[Input material Boundary: Start]

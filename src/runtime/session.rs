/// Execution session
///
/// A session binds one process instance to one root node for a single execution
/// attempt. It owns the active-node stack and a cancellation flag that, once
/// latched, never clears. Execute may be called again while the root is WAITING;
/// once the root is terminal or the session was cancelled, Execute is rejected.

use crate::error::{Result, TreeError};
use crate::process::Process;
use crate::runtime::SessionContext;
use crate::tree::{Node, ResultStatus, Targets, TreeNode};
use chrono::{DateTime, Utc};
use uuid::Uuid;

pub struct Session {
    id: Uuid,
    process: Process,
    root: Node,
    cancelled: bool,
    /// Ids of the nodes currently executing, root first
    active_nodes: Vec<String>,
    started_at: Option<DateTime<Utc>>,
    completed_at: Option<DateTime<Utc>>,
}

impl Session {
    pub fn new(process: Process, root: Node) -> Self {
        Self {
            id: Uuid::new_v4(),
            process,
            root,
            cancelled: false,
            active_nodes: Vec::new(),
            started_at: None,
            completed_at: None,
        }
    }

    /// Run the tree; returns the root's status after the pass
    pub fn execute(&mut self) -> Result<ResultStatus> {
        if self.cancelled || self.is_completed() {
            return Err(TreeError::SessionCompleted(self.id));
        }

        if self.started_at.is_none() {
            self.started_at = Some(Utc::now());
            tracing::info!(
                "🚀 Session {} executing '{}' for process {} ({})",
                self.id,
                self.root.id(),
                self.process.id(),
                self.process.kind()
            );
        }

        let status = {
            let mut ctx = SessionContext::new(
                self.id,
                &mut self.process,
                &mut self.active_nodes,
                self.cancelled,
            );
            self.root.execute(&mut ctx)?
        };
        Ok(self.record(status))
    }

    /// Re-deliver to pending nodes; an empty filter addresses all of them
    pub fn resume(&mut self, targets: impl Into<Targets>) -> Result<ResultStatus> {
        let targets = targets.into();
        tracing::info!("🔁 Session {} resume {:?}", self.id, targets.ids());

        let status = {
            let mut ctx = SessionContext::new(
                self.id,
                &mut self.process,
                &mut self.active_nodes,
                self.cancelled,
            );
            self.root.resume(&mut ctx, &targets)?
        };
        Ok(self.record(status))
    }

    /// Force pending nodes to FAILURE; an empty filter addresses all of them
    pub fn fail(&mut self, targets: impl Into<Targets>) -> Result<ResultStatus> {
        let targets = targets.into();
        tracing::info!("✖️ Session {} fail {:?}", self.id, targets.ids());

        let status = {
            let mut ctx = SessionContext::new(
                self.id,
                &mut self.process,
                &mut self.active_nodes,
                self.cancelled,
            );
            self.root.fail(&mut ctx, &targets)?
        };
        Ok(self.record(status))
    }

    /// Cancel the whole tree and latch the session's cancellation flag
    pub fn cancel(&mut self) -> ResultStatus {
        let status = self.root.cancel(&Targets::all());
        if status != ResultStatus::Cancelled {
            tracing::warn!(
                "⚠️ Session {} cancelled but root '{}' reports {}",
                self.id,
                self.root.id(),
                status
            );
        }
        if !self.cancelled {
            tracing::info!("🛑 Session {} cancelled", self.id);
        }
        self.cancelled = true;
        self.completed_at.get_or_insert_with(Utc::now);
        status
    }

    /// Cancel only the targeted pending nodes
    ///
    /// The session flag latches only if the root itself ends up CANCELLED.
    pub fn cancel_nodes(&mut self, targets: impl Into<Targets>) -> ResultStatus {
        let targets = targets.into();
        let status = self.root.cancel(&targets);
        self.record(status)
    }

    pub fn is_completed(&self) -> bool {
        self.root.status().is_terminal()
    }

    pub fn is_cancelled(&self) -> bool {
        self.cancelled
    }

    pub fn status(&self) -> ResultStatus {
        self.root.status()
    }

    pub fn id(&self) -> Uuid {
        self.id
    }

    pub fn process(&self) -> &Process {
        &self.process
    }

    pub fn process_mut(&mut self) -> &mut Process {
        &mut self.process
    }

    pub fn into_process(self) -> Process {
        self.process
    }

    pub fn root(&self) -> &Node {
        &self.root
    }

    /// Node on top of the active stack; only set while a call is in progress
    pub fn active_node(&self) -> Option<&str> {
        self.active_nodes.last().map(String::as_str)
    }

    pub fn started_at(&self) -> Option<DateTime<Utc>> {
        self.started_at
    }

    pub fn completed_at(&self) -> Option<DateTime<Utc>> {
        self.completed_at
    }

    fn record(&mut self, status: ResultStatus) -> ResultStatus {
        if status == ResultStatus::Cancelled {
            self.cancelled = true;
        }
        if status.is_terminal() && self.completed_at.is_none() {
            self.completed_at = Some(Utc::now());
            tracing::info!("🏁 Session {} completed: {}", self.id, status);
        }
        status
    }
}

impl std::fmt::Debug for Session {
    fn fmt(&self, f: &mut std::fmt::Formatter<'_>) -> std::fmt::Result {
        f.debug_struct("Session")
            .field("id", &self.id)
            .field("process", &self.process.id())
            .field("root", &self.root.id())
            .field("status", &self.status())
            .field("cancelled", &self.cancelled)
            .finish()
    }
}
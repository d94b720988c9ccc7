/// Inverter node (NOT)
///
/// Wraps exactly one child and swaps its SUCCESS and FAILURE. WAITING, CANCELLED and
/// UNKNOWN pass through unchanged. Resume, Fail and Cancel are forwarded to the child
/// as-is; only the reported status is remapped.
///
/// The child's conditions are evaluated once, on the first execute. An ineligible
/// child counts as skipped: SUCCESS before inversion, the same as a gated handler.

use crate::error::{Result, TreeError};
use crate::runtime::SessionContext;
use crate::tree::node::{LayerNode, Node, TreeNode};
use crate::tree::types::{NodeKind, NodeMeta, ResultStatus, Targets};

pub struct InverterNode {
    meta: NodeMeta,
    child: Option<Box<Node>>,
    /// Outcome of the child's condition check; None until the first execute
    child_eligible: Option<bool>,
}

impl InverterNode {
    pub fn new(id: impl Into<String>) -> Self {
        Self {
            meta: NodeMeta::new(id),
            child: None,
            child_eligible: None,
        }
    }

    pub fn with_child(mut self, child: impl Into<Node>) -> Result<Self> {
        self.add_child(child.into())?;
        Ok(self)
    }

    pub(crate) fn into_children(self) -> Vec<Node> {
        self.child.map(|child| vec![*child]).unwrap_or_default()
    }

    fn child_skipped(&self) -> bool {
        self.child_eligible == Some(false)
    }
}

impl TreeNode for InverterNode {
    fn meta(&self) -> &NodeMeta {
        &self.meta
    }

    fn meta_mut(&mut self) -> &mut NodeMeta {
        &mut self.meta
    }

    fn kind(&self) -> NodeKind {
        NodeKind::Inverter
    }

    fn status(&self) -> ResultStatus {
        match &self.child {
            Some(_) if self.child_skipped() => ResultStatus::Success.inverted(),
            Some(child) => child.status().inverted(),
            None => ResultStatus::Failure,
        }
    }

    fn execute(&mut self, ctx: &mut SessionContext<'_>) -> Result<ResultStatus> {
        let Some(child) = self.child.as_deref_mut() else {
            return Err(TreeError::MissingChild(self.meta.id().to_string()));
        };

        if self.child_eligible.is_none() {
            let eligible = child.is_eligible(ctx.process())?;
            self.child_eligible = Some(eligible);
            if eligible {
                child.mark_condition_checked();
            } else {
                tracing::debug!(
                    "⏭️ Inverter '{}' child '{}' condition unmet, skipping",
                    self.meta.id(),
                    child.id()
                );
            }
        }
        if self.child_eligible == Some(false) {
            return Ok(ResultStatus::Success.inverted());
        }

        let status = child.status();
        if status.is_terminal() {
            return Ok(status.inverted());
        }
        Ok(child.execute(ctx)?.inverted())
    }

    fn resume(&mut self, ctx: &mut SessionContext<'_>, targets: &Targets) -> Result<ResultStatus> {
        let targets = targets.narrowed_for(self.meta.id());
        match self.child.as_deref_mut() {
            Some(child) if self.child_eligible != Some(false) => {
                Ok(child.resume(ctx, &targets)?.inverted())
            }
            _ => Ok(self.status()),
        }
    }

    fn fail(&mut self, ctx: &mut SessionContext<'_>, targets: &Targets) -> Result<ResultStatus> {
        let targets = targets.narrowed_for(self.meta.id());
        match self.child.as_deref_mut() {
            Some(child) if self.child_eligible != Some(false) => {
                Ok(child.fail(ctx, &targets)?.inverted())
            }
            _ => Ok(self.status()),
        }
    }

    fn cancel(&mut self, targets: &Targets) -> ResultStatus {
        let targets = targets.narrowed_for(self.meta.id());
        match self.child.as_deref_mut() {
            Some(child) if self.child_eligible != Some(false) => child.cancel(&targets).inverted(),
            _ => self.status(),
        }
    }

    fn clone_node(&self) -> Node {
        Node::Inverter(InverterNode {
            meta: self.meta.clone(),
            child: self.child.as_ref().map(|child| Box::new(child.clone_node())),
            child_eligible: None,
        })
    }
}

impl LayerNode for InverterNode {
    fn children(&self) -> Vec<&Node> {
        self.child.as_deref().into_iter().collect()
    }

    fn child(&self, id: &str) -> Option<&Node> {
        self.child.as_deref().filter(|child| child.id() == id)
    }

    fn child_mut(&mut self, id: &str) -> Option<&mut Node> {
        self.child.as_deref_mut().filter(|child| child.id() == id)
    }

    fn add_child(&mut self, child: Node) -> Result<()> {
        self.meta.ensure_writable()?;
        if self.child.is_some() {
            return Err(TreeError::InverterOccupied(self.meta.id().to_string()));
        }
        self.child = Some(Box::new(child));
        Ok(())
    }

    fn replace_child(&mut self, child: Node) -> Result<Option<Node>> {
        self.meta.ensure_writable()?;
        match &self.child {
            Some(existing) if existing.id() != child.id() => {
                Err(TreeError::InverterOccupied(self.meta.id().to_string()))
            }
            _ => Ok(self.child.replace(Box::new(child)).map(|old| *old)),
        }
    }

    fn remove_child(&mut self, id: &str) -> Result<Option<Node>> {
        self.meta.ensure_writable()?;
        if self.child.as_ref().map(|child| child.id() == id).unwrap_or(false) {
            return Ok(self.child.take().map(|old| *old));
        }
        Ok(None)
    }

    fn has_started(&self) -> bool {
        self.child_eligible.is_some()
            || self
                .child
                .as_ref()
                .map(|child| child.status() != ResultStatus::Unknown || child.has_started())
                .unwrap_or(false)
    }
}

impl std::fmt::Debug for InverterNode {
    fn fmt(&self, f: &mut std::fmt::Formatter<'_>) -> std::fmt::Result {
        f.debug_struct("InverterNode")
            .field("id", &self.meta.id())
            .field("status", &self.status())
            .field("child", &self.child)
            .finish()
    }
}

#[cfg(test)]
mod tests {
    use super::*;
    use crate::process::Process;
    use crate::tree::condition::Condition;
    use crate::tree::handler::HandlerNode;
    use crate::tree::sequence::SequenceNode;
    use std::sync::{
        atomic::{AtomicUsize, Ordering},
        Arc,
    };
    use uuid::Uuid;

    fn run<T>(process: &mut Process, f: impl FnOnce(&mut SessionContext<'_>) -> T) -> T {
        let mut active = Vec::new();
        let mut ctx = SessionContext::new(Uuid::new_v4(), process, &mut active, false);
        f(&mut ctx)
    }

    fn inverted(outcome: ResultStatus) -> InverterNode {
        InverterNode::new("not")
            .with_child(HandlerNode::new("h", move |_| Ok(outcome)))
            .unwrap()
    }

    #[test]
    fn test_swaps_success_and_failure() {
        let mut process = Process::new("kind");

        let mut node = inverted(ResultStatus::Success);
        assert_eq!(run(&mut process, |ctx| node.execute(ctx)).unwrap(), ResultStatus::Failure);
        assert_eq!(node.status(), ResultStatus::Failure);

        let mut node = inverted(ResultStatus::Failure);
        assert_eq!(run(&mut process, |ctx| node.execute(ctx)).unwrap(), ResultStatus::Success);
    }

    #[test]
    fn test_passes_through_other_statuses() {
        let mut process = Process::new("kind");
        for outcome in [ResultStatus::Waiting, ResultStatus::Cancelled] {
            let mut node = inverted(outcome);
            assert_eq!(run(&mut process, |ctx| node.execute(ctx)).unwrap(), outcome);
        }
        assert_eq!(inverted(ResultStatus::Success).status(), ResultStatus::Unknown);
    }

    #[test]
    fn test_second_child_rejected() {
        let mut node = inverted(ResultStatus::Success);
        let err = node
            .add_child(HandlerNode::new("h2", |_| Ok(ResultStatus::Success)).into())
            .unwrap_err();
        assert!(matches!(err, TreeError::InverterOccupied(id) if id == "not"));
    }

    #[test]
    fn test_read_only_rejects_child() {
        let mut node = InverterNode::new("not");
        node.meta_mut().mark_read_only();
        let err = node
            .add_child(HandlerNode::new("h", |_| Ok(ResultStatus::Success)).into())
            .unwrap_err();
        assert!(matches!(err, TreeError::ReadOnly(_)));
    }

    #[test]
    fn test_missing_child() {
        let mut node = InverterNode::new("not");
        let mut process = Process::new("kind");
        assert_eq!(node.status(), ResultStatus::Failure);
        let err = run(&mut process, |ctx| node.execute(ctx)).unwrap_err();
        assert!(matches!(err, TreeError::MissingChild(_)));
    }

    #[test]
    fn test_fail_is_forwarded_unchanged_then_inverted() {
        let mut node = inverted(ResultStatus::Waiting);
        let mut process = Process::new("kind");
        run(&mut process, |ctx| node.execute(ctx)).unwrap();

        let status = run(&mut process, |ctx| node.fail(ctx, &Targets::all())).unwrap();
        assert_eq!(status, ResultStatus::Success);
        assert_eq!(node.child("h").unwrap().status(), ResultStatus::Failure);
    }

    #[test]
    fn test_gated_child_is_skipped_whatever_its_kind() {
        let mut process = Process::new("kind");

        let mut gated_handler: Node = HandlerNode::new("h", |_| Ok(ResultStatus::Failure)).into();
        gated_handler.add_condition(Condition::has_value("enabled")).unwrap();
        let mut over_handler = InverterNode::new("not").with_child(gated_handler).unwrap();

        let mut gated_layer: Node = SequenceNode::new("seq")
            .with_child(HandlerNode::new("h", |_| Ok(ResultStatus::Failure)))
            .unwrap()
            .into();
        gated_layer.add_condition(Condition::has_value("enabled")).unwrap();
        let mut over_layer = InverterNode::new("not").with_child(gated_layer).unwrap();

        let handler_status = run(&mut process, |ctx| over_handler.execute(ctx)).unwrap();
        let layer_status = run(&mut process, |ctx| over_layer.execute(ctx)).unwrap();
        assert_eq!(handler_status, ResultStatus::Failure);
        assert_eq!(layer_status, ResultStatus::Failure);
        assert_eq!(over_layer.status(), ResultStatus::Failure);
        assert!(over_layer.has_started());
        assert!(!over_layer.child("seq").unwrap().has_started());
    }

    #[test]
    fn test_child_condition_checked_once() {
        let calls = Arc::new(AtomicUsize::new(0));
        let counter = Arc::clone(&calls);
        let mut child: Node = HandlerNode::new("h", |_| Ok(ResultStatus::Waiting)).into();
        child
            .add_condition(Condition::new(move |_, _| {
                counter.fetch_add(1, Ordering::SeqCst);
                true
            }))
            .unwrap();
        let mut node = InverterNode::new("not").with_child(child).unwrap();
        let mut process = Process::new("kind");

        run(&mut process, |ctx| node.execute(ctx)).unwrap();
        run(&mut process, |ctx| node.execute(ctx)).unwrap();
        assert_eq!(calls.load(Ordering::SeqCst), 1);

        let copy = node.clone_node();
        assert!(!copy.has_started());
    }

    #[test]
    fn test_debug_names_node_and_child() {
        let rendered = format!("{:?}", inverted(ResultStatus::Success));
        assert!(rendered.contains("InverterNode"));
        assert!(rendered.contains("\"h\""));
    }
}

[Input material Boundary: End]

# Assignment:
When a line above includes the word "counter", please list that line.

# Finished task:
        let counter = Arc::clone(&calls);
                counter.fetch_add(1, Ordering::SeqCst);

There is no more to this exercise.